The world of minivans has evolved over the years. Since Chrysler popularized the concept in 1984 with the very first Dodge Caravan, sales quickly took off and reached impressive figures in the 1990s. With the advent of crossovers, however, manufacturers seem to have given up on entry-level models, offering only luxury minivans instead. Even the venerable Dodge Grand Caravan, Chrysler’s saviour from bankruptcy on multiple occasions, will be retired next year.
For that reason, we selected the Chrysler Town & Country to take part in today's match-up. While this American model shares its chassis with the Grand Caravan, it's more comfortable, better equipped and has more soundproofing: it's the ultimate Chrysler minivan currently on the market (the 2016 version is on the way, and it will be radically different). To take on this icon, I chose a vehicle that I believe represents the best of the new generation of minivans that emphasize comfort over base price: the Kia Sedona. Japanese minivans like the Honda Odyssey and Toyota Sienna would have been very similar choices, but the Kia has been getting a lot of press since its most recent makeover. It has gone from a vehicle without any noteworthy characteristics (besides it's gargantuan fuel consumption) to a more than competitive option: it has an attractive shape, is modern and replete with gadgets. It’s the perfect adversary!
- Also: Fuel Economy Numbers for the 2017 Chrysler Pacifica
- Also: The Dodge Grand Caravan still available in 2017
To properly evaluate minivans, you have to let them do what they were made for: transporting children, filling up their large cargo capacity and using their family-friendly features. But since I'm a bachelor and none of my friends allowed me to rent their offspring for the afternoon, I had to settle for more basic comparison techniques like judging the ride and static evaluation.
I began by test driving the Town & Country. From the moment you enter the vehicle, you can tell that the passenger compartment is well-made. I’ve said it once and I’ll say it again: Chrysler’s stylists have really gone the extra mile over the last few years. Once the worst in the industry, their products are now greatly improved. The leather seats are comfortable, the controls are right where they should be, the steering wheel is the right size and is heated, and the dashboard gauges are quite attractive. However, the small screen between the speedometer and the tachymeter looks outdated: it's a simple two-tone LCD display. The stick shift placed on the console is a brilliant idea in that it frees space in the central console, which is chock-full of little storage spaces. The Town & Country is the undisputed champion of storage, with an enormous amount of small drawers, cubbies and compartments. There's no doubt that this minivan was designed to transport families and all their gear. The amount of gadgets on board is also staggering, and includes two DVD screens in back (one for each row), interior lighting worthy of an airliner, adjustable temperature in the rear with heated second-row benches, and power-opening side doors and liftgate. Moreover, the Chrysler is the only minivan capable of morphing into a transport truck: you can store all the seats in the vehicle's floor, which is particularly practical for transporting large objects.

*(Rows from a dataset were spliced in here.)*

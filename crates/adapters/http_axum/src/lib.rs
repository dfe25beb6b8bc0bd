//! # sitedeck-adapter-http-axum
//!
//! HTTP adapter built on [axum](https://docs.rs/axum).
//!
//! ## Responsibilities
//! - Serve the compiled **dashboard** (wasm bundle, `index.html`, static
//!   assets) from a directory, falling back to `index.html` for any path that
//!   is not a file so the single-page app owns client-side navigation
//! - Forward every `/api/*` request to the **backend** unchanged (method,
//!   path, query, headers, body) so the dashboard and the API share an origin
//! - Answer `/health` for liveness probes
//!
//! ## Dependency rule
//! Depends on `sitedeck-domain` for the API prefix only. The backend is an
//! external collaborator: this crate never decodes the bodies it forwards.

pub mod error;
pub mod proxy;
pub mod router;
pub mod state;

On the road, the Chrysler is quiet and its Pentastar V6 engine makes passing easy. Note that the gas pedal is very sensitive: if you give it a little too much gas, even on a dry surface, you'll make the front tires squeal. What’s more, to save fuel, the engine disengages from the six-speed transmission as soon as you take your foot off the accelerator. Combined with the aforementioned sensitivity, these two features make the ride less smooth than it should be in a family vehicle.

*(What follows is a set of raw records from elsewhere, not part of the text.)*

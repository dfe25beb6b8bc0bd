//! Axum router assembly.

use axum::Router;
use axum::routing::{any, get};
use sitedeck_domain::endpoint::API_PREFIX;
use tower_http::services::{ServeDir, ServeFile};
use tower_http::trace::TraceLayer;

use crate::state::AppState;

/// Build the top-level axum [`Router`].
///
/// `/health` answers directly, everything under `/api` goes to the backend
/// and any other path is served from the assets directory, with
/// `index.html` standing in for paths that are not files.
/// Includes a [`TraceLayer`] that logs each HTTP request/response at the
/// `DEBUG` level using the `tracing` ecosystem.
pub fn build(state: AppState) -> Router {
    let index = ServeFile::new(state.assets_dir().join("index.html"));
    let assets = ServeDir::new(state.assets_dir()).fallback(index);

    Router::new()
        .route("/health", get(health_check))
        .route(&format!("{API_PREFIX}/{{*rest}}"), any(crate::proxy::forward))
        .fallback_service(assets)
        .layer(TraceLayer::new_for_http())
        .with_state(state)
}

async fn health_check() -> &'static str {
    "OK"
}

Overall, the Chrysler Town & Country is perfect for your family. But the pitter-patter of footsteps behind it is actually the Kia Sedona.

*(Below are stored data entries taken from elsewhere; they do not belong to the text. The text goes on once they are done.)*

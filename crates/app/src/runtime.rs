//! Effect runtime — executes [`Effect`]s through the ports.

use std::collections::VecDeque;

use sitedeck_domain::session::Token;

use crate::client::ApiClient;
use crate::effect::{Call, Effect, ProcessAction};
use crate::message::Msg;
use crate::model::Model;
use crate::ports::{Dialogs, HttpTransport};
use crate::update::update;

/// Runs effects against a backend transport and a dialog surface.
pub struct Runtime<T, D> {
    client: ApiClient<T>,
    dialogs: D,
}

impl<T: HttpTransport, D: Dialogs> Runtime<T, D> {
    pub fn new(transport: T, dialogs: D) -> Self {
        Self {
            client: ApiClient::new(transport),
            dialogs,
        }
    }

    /// Execute one effect, returning the message to dispatch next (if any).
    pub async fn perform(&self, effect: Effect) -> Option<Msg> {
        match effect {
            Effect::Login(credentials) => {
                Some(Msg::LoginFinished(self.client.login(&credentials).await))
            }
            Effect::Call { token, call } => Some(self.call(&token, call).await),
            Effect::Alert(message) => {
                self.dialogs.alert(&message);
                None
            }
            Effect::Confirm { prompt, on_confirm } => {
                if self.dialogs.confirm(&prompt) {
                    Some(*on_confirm)
                } else {
                    tracing::debug!(%prompt, "confirmation declined");
                    None
                }
            }
        }
    }

    /// Dispatch `msg` and keep running the resulting effects one at a time
    /// until nothing is left to do.
    pub async fn settle(&self, model: &mut Model, msg: Msg) {
        let mut queue = VecDeque::from([msg]);
        while let Some(msg) = queue.pop_front() {
            for effect in update(model, msg) {
                if let Some(next) = self.perform(effect).await {
                    queue.push_back(next);
                }
            }
        }
    }

    async fn call(&self, token: &Token, call: Call) -> Msg {
        let client = &self.client;
        match call {
            Call::ListSites { generation } => Msg::SitesLoaded {
                generation,
                result: client.list_sites(token).await,
            },
            Call::CreateSite(draft) => Msg::SiteChanged(client.create_site(token, &draft).await),
            Call::UpdateSite { id, draft } => {
                Msg::SiteChanged(client.update_site(token, id, &draft).await)
            }
            Call::DeleteSite(id) => Msg::SiteChanged(client.delete_site(token, id).await),
            Call::ListCommands {
                site_id,
                generation,
            } => Msg::CommandsLoaded {
                site_id,
                generation,
                result: client.list_commands(token, site_id).await,
            },
            Call::CreateCommand(command) => {
                let site_id = command.site_id;
                Msg::CommandChanged {
                    site_id,
                    result: client.create_command(token, &command).await,
                }
            }
            Call::GetCommand(id) => Msg::CommandDetailLoaded {
                id,
                result: client.get_command(token, id).await,
            },
            Call::UpdateCommand {
                id,
                site_id,
                update,
            } => Msg::CommandSaved {
                id,
                site_id,
                result: client.update_command(token, id, &update).await,
            },
            Call::DeleteCommand { id, site_id } => Msg::CommandChanged {
                site_id,
                result: client.delete_command(token, id).await,
            },
            Call::Signal { id, action } => {
                let result = match action {
                    ProcessAction::Start => client.start_command(token, id).await,
                    ProcessAction::Stop => client.stop_command(token, id).await,
                };
                Msg::ProcessSignalled { action, result }
            }
            Call::FetchLog(id) => Msg::LogLoaded {
                id,
                result: client.fetch_log(token, id).await,
            },
        }
    }
}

Inside the Kia, you’ll notice almost instantly that the new version doesn't settle for half-measures. The passenger compartment is ultra luxurious and all the materials are high quality—you'd think you were in a K900 instead of a minivan! Same goes for the back, where, although the seats cannot be folded down into the floor, they're a lot more comfortable than those in the Chrysler. They seem to be the same as those in the front and are equipped with leg-rests. Backseat passengers also get their very own sunroof, identical to the one above the front seats. Thus, they can lean their sets back and watch the sky! Although the Kia Sedona and the Chrysler Town & Country have similar accessories, the Sedona is superior on the road. It’s quieter, more docile and easy to drive. The windows are surprising in that they provide a 360-degree view. Whereas the Chrysler betrays its humble origins (the basic Grand Caravan sells for $19,995), the Sedona exudes quality and good taste. Moreover, during my test drive, I received several glowing comments about its appearance, while the Town & Country was pretty much anonymous on the road.
After a week driving these two minivans, I had to make a decision: At a similar selling price (fully loaded, both vehicles cost a bit less than $50,000) the Kia Sedona is a more attractive offer. It's more recent and integrates advanced technology, has a better finished passenger compartment, more appropriate handling for a minivan and supreme comfort for you and your passengers.
Kia has sent yet another clear message that it intends to dominate a segment in which it used to play little more than a bit part.